Efforts to expand nuclear energy have long been hampered by fears of a major nuclear meltdown. The new Chinese reactor design is the first full-scale demonstration of a fully meltdown-proof reactor.
Despite the rapid growth of renewable energy, many argue that nuclear power still has a role to play in the race to decarbonize our electricity supply. But events like Chernobyl and Fukushima have made people understandably wary.
Modern reactor designs are much safer than previous generations, but there is still a risk of a nuclear meltdown. This occurs when the cooling system of the plant fails, often causing a power outage that can lead to a runaway overheating of the core. This can cause an explosion that destroys the containment and disperses radioactive materials.
But now researchers in China have conducted tests to prove that a new type of reactor design is essentially impervious to meltdown. lineThey described tests that cut power to an operating nuclear power plant, which was able to cool itself passively.
“The nuclear behavior and temperatures within the various reactor structures demonstrate that the reactor can cool naturally without active intervention,” the authors wrote. “The test results demonstrate, for the first time, that inherent safety exists at commercial scale.”
Tsinghua researchers conducted the tests on the 200-megawatt high-temperature gas-cooled reactor pebble-bed module (HTR-PM) in Shandong province, which entered commercial operation in December last year. The new design of the plant replaces the fuel rods found in conventional reactor designs with a large number of “pebbles,” each a few inches across and made of graphite, containing a small amount of uranium fuel inside.
This approach greatly reduces the energy density of the reactor fuel, making it easier for the heat to dissipate naturally if the cooling system fails. Small-scale prototype reactors have been built in China and Germany, but a full-scale demonstration of the safety of this technology has not yet been achieved.
To test the new reactor, researchers intentionally cut power to the plant’s two reactor modules and observed the results. Both modules cooled naturally in about 35 hours without any intervention. The researchers claim this is proof that the design is “inherently safe” and should significantly reduce safety system requirements for future reactors.
Researchers admit that the design makes power generation about 20 percent more expensive than conventional reactors, but they believe that costs will come down as the technology becomes mass-produced.

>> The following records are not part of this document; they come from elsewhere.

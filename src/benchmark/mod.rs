mod aggregate;
mod config;
mod gini;
mod group_key;
mod long_table;
mod pivot;
mod trend;

pub use aggregate::{aggregate_view, generate_view_tables};
pub use config::{list_configs, load_systems, resolve_config, validate_config};
pub use group_key::GroupKey;
pub use long_table::build_long_table;
pub use pivot::to_table_data;
pub use trend::{PLOT_CACHE_TTL, plots};
pub fn generate_view_tables(
    config: &BenchmarkConfig,
    table: &Table,
    by_creator: bool,
    registry: &Registry,
) -> Result<Vec<(String, Table)>, ConfigError> {
    let mut views = Vec::with_capacity(config.views.len() + 1);
    for view in &config.views {
        views.push((view.name.clone(), aggregate_view(table, view, by_creator, registry)?));
    }
    views.push((ORIGINAL_VIEW.to_string(), table.clone()));
    Ok(views)
}
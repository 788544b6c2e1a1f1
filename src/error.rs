use std::io;
use std::path::PathBuf;

use thiserror::Error;

/// Rejected run configuration. Raised before any audio is read.
#[derive(Debug, Error)]
pub enum ConfigError {
    #[error("invalid value for {option}: {reason}")]
    Invalid { option: &'static str, reason: String },

    #[error("failed to read config file {}", path.display())]
    Read {
        path: PathBuf,
        #[source]
        source: io::Error,
    },

    #[error("failed to parse config file {}", path.display())]
    Parse {
        path: PathBuf,
        #[source]
        source: toml::de::Error,
    },
}

impl ConfigError {
    pub fn invalid(option: &'static str, reason: impl Into<String>) -> Self {
        ConfigError::Invalid {
            option,
            reason: reason.into(),
        }
    }
}

/// Parameters the spectrum engine cannot work with.
#[derive(Debug, Error)]
pub enum EngineError {
    #[error("bar count must be at least 1")]
    NoBars,

    #[error("engine supports 1 or 2 channels, got {0}")]
    Channels(u16),

    #[error("sample rate must be positive")]
    SampleRate,

    #[error("cut-off frequencies must satisfy 0 < low < high, got {low}..{high} Hz")]
    CutOffOrder { low: u32, high: u32 },

    #[error("high cut-off {high} Hz is above the Nyquist frequency {nyquist} Hz")]
    AboveNyquist { high: u32, nyquist: u32 },

    #[error("{bars} bars do not fit between {low} and {high} Hz at this sample rate")]
    TooManyBars { bars: usize, low: u32, high: u32 },
}

/// Terminal failure of the read–analyze–accumulate loop.
#[derive(Debug, Error)]
pub enum StreamError {
    #[error("failed to read PCM input")]
    Read(#[source] io::Error),

    #[error("failed to write bar output")]
    Write(#[source] io::Error),
}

China is not the only country building such reactors. The U.S. company X-Energy has designed an 80-megawatt pebble-bed reactor called the Xe-100, which is currently awaiting a decision from the Nuclear Regulatory Commission on an operating license.
however, New Scientist Note that this technology cannot be used to retrofit existing power plants, so there is still a risk of collapse of older plants. And it generally takes a huge amount of time and money to build a nuclear power plant, so it is unlikely that this technology will make up a significant portion of the world’s nuclear fleet any time soon.
But by demonstrating that it is possible to build a reactor that can withstand a meltdown, the researchers have neutralized one of the main objections to using nuclear energy to solve the climate crisis.